TRY IT: What is the number of lines in this data that contain the word "changed"? Give the number alone.
(Beginning of INFORMATION PROVIDED)
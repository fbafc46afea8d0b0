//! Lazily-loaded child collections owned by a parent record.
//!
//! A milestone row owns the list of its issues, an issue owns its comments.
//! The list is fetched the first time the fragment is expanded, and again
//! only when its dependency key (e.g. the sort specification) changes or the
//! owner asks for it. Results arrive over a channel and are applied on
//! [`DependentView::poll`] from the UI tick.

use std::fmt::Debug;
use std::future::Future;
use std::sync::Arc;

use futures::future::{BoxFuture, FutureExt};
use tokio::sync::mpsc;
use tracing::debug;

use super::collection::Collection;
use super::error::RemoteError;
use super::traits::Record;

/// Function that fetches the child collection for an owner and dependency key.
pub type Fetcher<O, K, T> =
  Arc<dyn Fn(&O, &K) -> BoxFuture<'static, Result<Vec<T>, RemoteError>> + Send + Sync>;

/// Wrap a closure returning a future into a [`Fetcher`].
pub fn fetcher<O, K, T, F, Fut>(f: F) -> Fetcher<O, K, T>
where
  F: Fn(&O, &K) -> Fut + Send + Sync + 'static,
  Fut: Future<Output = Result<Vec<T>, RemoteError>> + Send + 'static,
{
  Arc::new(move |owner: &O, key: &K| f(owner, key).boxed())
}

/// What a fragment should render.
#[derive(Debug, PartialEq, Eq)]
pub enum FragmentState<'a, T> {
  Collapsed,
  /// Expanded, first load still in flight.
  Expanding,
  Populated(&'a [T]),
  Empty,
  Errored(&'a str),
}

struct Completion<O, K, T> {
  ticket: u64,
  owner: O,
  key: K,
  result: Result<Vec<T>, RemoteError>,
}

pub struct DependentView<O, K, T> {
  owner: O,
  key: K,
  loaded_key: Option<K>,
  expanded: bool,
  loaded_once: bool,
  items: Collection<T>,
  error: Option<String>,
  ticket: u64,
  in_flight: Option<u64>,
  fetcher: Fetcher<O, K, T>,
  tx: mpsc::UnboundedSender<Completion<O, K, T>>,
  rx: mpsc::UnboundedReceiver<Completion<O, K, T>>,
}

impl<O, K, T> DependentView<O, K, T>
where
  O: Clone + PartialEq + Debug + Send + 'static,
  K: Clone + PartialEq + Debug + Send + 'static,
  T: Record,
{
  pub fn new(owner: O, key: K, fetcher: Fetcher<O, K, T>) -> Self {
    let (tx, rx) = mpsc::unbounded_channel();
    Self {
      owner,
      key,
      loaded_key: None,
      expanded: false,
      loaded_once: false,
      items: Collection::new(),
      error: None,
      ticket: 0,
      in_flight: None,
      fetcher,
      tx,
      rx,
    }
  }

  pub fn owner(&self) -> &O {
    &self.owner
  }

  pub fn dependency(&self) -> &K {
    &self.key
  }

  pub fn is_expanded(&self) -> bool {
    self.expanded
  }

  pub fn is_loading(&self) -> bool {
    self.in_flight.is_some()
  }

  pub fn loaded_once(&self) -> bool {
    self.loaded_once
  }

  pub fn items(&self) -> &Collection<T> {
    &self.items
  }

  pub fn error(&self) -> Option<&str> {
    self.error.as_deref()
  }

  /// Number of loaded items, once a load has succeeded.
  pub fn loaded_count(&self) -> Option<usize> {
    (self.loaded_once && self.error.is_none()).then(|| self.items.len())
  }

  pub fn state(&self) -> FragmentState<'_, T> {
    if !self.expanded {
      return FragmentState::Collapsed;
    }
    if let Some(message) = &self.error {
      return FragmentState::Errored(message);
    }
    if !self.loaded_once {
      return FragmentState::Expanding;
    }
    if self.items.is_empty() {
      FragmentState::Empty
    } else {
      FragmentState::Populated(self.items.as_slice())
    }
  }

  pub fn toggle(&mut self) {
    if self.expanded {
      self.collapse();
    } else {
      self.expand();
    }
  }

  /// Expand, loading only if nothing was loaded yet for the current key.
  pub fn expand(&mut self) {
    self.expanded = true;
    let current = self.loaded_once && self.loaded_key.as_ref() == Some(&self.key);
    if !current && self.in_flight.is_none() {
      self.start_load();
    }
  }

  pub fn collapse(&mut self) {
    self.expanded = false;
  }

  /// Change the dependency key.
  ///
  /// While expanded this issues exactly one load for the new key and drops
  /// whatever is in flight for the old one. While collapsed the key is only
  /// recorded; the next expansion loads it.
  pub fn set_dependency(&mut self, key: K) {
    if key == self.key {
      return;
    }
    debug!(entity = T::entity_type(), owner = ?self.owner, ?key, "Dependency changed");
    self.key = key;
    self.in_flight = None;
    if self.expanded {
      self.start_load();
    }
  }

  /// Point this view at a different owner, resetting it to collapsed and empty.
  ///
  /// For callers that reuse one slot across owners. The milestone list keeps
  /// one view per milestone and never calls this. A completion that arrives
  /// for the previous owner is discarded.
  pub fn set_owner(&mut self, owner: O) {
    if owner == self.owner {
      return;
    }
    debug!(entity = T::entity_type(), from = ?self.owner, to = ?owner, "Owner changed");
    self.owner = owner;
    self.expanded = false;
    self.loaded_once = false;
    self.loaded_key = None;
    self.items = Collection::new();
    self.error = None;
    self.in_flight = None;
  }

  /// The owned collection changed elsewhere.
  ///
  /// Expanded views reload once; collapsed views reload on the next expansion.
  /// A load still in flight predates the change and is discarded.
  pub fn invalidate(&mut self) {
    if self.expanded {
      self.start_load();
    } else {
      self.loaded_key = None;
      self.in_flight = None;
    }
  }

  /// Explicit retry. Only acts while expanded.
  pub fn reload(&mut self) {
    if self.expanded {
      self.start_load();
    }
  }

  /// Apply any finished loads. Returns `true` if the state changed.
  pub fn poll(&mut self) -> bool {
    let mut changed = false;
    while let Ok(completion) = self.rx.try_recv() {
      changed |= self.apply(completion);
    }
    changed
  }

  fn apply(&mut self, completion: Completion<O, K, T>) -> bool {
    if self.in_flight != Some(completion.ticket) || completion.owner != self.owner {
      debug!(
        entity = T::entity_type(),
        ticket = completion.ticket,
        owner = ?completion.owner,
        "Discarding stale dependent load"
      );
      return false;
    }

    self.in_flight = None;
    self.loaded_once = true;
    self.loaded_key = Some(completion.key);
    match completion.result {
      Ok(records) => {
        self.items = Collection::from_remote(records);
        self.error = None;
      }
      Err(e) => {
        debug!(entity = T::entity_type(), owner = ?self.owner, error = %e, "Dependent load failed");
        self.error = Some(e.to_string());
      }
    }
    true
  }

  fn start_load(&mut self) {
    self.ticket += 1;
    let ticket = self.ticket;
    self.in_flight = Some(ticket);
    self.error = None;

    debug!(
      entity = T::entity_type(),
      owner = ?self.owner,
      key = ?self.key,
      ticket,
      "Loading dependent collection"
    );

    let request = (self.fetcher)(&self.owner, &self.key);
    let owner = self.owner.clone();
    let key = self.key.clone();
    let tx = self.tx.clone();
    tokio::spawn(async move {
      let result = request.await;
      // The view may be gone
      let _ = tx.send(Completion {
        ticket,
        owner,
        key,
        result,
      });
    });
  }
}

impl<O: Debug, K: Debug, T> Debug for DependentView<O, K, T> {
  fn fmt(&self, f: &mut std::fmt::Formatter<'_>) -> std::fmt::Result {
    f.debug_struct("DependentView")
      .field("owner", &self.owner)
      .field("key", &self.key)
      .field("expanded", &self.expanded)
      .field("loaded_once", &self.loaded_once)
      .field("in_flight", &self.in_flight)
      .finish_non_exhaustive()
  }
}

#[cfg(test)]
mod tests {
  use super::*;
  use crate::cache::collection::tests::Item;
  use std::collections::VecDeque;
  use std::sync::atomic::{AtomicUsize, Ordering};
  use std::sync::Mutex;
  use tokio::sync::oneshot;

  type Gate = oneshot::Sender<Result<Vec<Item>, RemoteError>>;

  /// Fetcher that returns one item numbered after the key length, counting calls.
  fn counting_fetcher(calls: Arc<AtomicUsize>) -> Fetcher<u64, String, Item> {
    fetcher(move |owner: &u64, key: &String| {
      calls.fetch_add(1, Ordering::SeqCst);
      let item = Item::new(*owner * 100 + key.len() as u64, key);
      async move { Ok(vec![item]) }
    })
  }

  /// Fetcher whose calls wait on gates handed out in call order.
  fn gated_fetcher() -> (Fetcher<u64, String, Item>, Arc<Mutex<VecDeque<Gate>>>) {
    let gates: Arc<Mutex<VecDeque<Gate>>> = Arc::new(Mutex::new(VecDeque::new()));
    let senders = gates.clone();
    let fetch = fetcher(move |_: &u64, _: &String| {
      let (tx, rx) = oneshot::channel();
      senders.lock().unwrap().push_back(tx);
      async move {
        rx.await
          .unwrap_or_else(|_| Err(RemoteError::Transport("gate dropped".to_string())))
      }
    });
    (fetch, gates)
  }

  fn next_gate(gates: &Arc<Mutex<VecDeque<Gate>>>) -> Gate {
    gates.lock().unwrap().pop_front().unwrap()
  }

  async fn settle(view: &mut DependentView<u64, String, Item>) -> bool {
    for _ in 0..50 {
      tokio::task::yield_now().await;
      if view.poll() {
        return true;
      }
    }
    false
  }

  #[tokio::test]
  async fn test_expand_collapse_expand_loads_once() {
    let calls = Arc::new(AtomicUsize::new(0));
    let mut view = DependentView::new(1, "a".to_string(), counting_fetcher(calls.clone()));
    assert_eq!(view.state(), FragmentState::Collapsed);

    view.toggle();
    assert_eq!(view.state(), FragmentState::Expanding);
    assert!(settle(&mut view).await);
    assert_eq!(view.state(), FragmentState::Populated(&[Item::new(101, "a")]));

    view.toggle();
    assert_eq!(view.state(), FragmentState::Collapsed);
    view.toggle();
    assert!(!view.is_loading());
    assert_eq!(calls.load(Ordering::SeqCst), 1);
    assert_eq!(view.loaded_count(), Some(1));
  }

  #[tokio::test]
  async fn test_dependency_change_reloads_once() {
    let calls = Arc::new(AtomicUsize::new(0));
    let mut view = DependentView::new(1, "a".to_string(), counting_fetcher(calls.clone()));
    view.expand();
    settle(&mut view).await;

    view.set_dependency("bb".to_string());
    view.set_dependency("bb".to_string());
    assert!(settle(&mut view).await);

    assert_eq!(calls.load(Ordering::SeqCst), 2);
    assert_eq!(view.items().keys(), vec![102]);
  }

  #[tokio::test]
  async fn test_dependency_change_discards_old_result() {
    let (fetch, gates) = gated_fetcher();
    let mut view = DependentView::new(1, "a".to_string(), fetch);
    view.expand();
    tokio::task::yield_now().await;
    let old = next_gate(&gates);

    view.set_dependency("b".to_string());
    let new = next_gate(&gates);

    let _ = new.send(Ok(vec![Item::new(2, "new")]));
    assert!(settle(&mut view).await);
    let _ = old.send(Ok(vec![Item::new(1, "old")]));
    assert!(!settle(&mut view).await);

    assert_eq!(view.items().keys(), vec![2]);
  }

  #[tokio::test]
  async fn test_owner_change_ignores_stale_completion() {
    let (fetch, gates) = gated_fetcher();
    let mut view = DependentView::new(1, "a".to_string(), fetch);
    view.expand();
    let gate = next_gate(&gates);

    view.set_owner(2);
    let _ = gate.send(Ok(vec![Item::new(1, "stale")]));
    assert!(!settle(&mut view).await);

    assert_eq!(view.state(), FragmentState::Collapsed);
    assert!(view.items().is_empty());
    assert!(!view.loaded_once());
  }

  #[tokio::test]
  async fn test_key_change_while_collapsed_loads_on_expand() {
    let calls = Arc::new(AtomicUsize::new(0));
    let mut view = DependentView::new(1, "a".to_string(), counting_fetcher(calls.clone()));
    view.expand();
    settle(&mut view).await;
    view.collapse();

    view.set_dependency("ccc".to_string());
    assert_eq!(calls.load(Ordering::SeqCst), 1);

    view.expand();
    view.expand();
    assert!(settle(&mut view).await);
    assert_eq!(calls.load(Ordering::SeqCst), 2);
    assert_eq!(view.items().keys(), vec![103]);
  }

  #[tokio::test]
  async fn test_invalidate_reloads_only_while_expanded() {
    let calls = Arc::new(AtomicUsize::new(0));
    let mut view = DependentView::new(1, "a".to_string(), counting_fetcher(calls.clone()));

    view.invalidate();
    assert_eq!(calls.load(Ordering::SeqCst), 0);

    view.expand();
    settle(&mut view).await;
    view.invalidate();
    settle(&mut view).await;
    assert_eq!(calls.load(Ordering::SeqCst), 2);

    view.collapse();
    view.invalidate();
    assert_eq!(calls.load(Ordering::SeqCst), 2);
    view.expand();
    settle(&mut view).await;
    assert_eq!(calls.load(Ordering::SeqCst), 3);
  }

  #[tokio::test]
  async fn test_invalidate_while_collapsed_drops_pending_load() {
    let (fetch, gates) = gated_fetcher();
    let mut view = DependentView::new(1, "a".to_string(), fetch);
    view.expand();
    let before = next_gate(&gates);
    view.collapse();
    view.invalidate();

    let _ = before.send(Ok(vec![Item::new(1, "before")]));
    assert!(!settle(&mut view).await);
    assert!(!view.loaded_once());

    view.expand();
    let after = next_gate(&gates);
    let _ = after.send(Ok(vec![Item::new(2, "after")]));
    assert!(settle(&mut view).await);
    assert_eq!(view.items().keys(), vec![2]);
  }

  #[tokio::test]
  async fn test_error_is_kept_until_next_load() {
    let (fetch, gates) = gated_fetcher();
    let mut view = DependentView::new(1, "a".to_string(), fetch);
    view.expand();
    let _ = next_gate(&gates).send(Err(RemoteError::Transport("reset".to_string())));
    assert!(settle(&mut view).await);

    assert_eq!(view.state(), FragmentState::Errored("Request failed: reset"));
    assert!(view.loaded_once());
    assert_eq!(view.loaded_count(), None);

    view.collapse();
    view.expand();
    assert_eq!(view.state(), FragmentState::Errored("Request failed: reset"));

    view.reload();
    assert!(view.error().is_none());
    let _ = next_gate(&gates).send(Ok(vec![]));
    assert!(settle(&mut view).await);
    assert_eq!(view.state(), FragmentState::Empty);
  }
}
(End of INFORMATION PROVIDED)
EXERCISE OUTPUT: 7